§ HOW TO COMPLETE THIS TASK
Copy the data. Keep every character as given.
Start of Block
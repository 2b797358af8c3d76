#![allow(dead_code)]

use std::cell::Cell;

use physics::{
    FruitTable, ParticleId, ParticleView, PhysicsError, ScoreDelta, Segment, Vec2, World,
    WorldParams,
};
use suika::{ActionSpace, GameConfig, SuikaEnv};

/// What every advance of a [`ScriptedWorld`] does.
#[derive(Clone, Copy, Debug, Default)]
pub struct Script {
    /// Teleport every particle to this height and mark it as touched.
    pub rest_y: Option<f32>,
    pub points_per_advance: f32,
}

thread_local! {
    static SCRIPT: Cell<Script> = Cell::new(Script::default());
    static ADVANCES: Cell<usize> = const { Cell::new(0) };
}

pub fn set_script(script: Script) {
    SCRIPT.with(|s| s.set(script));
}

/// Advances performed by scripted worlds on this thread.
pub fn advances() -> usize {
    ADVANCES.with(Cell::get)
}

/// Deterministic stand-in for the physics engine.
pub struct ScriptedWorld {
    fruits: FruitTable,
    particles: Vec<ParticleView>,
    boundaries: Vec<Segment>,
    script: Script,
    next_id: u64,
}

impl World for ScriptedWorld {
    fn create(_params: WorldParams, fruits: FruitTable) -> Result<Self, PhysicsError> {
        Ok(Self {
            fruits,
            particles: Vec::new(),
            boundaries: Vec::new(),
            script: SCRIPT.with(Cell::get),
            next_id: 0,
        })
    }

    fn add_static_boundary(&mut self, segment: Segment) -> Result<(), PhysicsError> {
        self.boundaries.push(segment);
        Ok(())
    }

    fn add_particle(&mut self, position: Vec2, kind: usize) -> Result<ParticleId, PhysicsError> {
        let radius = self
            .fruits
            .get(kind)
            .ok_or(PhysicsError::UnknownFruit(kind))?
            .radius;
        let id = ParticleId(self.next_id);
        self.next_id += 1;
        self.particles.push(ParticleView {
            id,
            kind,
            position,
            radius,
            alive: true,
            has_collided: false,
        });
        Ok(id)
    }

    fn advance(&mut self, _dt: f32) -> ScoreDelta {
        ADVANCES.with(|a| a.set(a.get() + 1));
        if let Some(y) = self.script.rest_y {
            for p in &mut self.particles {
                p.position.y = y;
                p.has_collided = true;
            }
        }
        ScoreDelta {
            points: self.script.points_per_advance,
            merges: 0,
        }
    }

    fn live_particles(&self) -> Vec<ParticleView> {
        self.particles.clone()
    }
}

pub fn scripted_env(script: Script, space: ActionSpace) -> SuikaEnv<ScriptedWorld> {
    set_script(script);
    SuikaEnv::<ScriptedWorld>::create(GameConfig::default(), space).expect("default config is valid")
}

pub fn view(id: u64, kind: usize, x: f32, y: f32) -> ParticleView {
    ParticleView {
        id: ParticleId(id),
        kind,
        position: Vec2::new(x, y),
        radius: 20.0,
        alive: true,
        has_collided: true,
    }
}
End of Block
§ WRITTEN RESPONSE
repository 2b797358af8c3d76
#![allow(dead_code)]

use std::cell::Cell;

use physics::{
    FruitTable, ParticleId, ParticleView, PhysicsError, ScoreDelta, Segment, Vec2, World,
    WorldParams,
};
use suika::{ActionSpace, GameConfig, SuikaEnv};

/// What every advance of a [`ScriptedWorld`] does.
#[derive(Clone, Copy, Debug, Default)]
pub struct Script {
    /// Teleport every particle to this height and mark it as touched.
    pub rest_y: Option<f32>,
    pub points_per_advance: f32,
}

thread_local! {
    static SCRIPT: Cell<Script> = Cell::new(Script::default());
    static ADVANCES: Cell<usize> = const { Cell::new(0) };
}

pub fn set_script(script: Script) {
    SCRIPT.with(|s| s.set(script));
}

/// Advances performed by scripted worlds on this thread.
pub fn advances() -> usize {
    ADVANCES.with(Cell::get)
}

/// Deterministic stand-in for the physics engine.
pub struct ScriptedWorld {
    fruits: FruitTable,
    particles: Vec<ParticleView>,
    boundaries: Vec<Segment>,
    script: Script,
    next_id: u64,
}

impl World for ScriptedWorld {
    fn create(_params: WorldParams, fruits: FruitTable) -> Result<Self, PhysicsError> {
        Ok(Self {
            fruits,
            particles: Vec::new(),
            boundaries: Vec::new(),
            script: SCRIPT.with(Cell::get),
            next_id: 0,
        })
    }

    fn add_static_boundary(&mut self, segment: Segment) -> Result<(), PhysicsError> {
        self.boundaries.push(segment);
        Ok(())
    }

    fn add_particle(&mut self, position: Vec2, kind: usize) -> Result<ParticleId, PhysicsError> {
        let radius = self
            .fruits
            .get(kind)
            .ok_or(PhysicsError::UnknownFruit(kind))?
            .radius;
        let id = ParticleId(self.next_id);
        self.next_id += 1;
        self.particles.push(ParticleView {
            id,
            kind,
            position,
            radius,
            alive: true,
            has_collided: false,
        });
        Ok(id)
    }

    fn advance(&mut self, _dt: f32) -> ScoreDelta {
        ADVANCES.with(|a| a.set(a.get() + 1));
        if let Some(y) = self.script.rest_y {
            for p in &mut self.particles {
                p.position.y = y;
                p.has_collided = true;
            }
        }
        ScoreDelta {
            points: self.script.points_per_advance,
            merges: 0,
        }
    }

    fn live_particles(&self) -> Vec<ParticleView> {
        self.particles.clone()
    }
}

pub fn scripted_env(script: Script, space: ActionSpace) -> SuikaEnv<ScriptedWorld> {
    set_script(script);
    SuikaEnv::<ScriptedWorld>::create(GameConfig::default(), space).expect("default config is valid")
}

pub fn view(id: u64, kind: usize, x: f32, y: f32) -> ParticleView {
    ParticleView {
        id: ParticleId(id),
        kind,
        position: Vec2::new(x, y),
        radius: 20.0,
        alive: true,
        has_collided: true,
    }
}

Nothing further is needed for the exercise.